In any case, the space of silence and being alone can bring out some of our strongest beliefs about the universe.

Seriously. It’s that big, and that telling.

There I am, by myself in my safe, warm home. No one to ask me questions, look at me, see me, criticize me, attack me, compete against me, blame me, or need me.

What’s going on for you? How do you talk to yourself?

Some inquirers in Eating Peace said they had the “right” things to do and the “wrong” things to do in that empty space.

I can relate.

My own mind would start in, when I had several free hours and a night alone.

I should do laundry, wash the blankets, clean the kitchen, vacuum, empty the garbage, work on a creative project, write, work out at the gym, write her a thank you letter, read, clean out my closet, research.

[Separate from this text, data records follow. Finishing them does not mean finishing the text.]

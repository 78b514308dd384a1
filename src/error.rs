use thiserror::Error;

#[derive(Error, Debug)]
pub enum ChopError {
    #[error("Invalid audio input: {0}")]
    InvalidAudioInput(String),

    #[error("File not found: {0}")]
    FileNotFound(String),

    #[error("Invalid configuration: {0}")]
    Config(String),

    #[error("IO error: {0}")]
    Io(#[from] std::io::Error),

    #[error("WAV error: {0}")]
    Wav(#[from] hound::Error),
}

pub type Result<T> = std::result::Result<T, ChopError>;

I should do something productive.

It was almost like my own mind wouldn’t let me alone to Do Nothing.

Where was the freedom?!

In food.

It was the only way I could be chaotic, non-logical, wild, a rebel, and stop the dictator mind that wouldn’t let me relax, do what I wanted, have pleasure, enjoy myself.

Here’s the belief that would enter, and seem really, really true:

Eating will be nice, comforting, fun, sneaky, an alternative to more work, satisfying. It will help me turn off the mind that never stops and get something for me, for once. 

Let’s take this to inquiry.

Is it true that eating something, in that moment of empty space, with mental chatter that isn’t exactly supportive, will distract me and allow me to get something for me?

Yes. I’m rebelling and crushing that mental chatter. It’s so demanding!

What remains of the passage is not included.